//! Term records and the deduplicated, sorted term index.

use std::collections::BTreeSet;
use std::collections::hash_map::{Entry, HashMap};

use serde::{Deserialize, Serialize};

/// A single term definition, local or external.
#[derive(Debug, Clone, Default, PartialEq, Eq, Serialize, Deserialize)]
pub struct Term {
    /// Canonical term identifier, case-sensitive as authored.
    pub id: String,
    /// Alternate names for the same term, order-preserving.
    #[serde(default)]
    pub aliases: Vec<String>,
    /// Where the term was found: a repository path for local terms, the
    /// published page URL for external ones.
    pub source: String,
    /// Pre-rendered HTML of the definition body. May be empty.
    #[serde(default)]
    pub definition_html: String,
    /// Plain-text flattening of the definition body, used for tooltips and
    /// search.
    #[serde(default)]
    pub definition_text: String,
    /// True when the term was sourced from a remote specification.
    #[serde(default)]
    pub external: bool,
    /// Identifier of the owning external specification. Some iff `external`.
    #[serde(default)]
    pub external_spec: Option<String>,
    /// Structural tags carried from the source markup, informational only.
    #[serde(default)]
    pub classes: BTreeSet<String>,
}

impl Term {
    /// The identity used for deduplication: `(id, external_spec)`.
    ///
    /// Two local terms with the same id are duplicates; a local and an
    /// external term sharing an id are distinct entries.
    pub fn key(&self) -> TermKey {
        TermKey {
            id: self.id.clone(),
            external_spec: self.external_spec.clone(),
        }
    }

    /// Whether the term carries any definition body at all.
    pub fn has_definition(&self) -> bool {
        !self.definition_html.is_empty() || !self.definition_text.is_empty()
    }
}

/// Deduplication key for a term.
#[derive(Debug, Clone, PartialEq, Eq, Hash, PartialOrd, Ord)]
pub struct TermKey {
    pub id: String,
    pub external_spec: Option<String>,
}

/// The aggregate result of a load operation: terms sorted case-insensitively
/// by id, with no duplicate `(id, external_spec)` pairs.
///
/// Indexes are rebuilt wholesale on every refresh, never patched in place.
#[derive(Debug, Clone, Default, PartialEq, Serialize, Deserialize)]
pub struct TermIndex {
    terms: Vec<Term>,
}

impl TermIndex {
    /// Build an index from an arbitrary collection of terms.
    ///
    /// Sorts by id using a case-insensitive ordinal comparison (stable, so
    /// equal keys keep their input order) and drops duplicate
    /// `(id, external_spec)` entries. The first occurrence wins, unless it
    /// has an empty definition body and a later duplicate has content - then
    /// the later entry replaces it. This lets a bare local `tref` declaration
    /// be backfilled by the fetched external definition.
    pub fn build(mut terms: Vec<Term>) -> Self {
        terms.sort_by(|a, b| a.id.to_lowercase().cmp(&b.id.to_lowercase()));

        let mut kept: Vec<Term> = Vec::with_capacity(terms.len());
        let mut by_key: HashMap<TermKey, usize> = HashMap::new();
        for term in terms {
            match by_key.entry(term.key()) {
                Entry::Vacant(slot) => {
                    slot.insert(kept.len());
                    kept.push(term);
                }
                Entry::Occupied(slot) => {
                    let existing = &mut kept[*slot.get()];
                    if !existing.has_definition() && term.has_definition() {
                        *existing = term;
                    }
                }
            }
        }

        Self { terms: kept }
    }

    /// Look up a local (non-external) term by exact, case-sensitive id.
    pub fn lookup_local(&self, id: &str) -> Option<&Term> {
        self.terms.iter().find(|t| !t.external && t.id == id)
    }

    /// Look up an external term by exact, case-sensitive `(spec, id)`.
    pub fn lookup_external(&self, spec: &str, id: &str) -> Option<&Term> {
        self.terms
            .iter()
            .find(|t| t.external && t.external_spec.as_deref() == Some(spec) && t.id == id)
    }

    /// All terms, in index order.
    pub fn terms(&self) -> &[Term] {
        &self.terms
    }

    /// Iterate over the terms in index order.
    pub fn iter(&self) -> impl Iterator<Item = &Term> {
        self.terms.iter()
    }

    /// Iterate over just the external terms.
    pub fn externals(&self) -> impl Iterator<Item = &Term> {
        self.terms.iter().filter(|t| t.external)
    }

    /// Filter terms for display: case-insensitive substring match against
    /// the id, aliases, owning external spec, and definition text. An empty
    /// query matches everything.
    pub fn filter(&self, query: &str) -> Vec<&Term> {
        let query = query.trim().to_lowercase();
        if query.is_empty() {
            return self.terms.iter().collect();
        }
        self.terms
            .iter()
            .filter(|t| {
                t.id.to_lowercase().contains(&query)
                    || t.aliases.iter().any(|a| a.to_lowercase().contains(&query))
                    || t.external_spec
                        .as_deref()
                        .is_some_and(|s| s.to_lowercase().contains(&query))
                    || t.definition_text.to_lowercase().contains(&query)
            })
            .collect()
    }

    /// Number of terms in the index.
    pub fn len(&self) -> usize {
        self.terms.len()
    }

    /// Whether the index holds no terms.
    pub fn is_empty(&self) -> bool {
        self.terms.is_empty()
    }

    /// Consume the index, yielding its terms in index order.
    pub fn into_terms(self) -> Vec<Term> {
        self.terms
    }
}

impl IntoIterator for TermIndex {
    type Item = Term;
    type IntoIter = std::vec::IntoIter<Term>;

    fn into_iter(self) -> Self::IntoIter {
        self.terms.into_iter()
    }
}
——
_Your task:_ Repeat word for word the lines above that run from the line containing "the external terms." through the line containing "t.id.to_lowercase().contains(&query)", both ends included, and nothing else.

_Response to this task:_
    /// Iterate over just the external terms.
    pub fn externals(&self) -> impl Iterator<Item = &Term> {
        self.terms.iter().filter(|t| t.external)
    }

    /// Filter terms for display: case-insensitive substring match against
    /// the id, aliases, owning external spec, and definition text. An empty
    /// query matches everything.
    pub fn filter(&self, query: &str) -> Vec<&Term> {
        let query = query.trim().to_lowercase();
        if query.is_empty() {
            return self.terms.iter().collect();
        }
        self.terms
            .iter()
            .filter(|t| {
                t.id.to_lowercase().contains(&query)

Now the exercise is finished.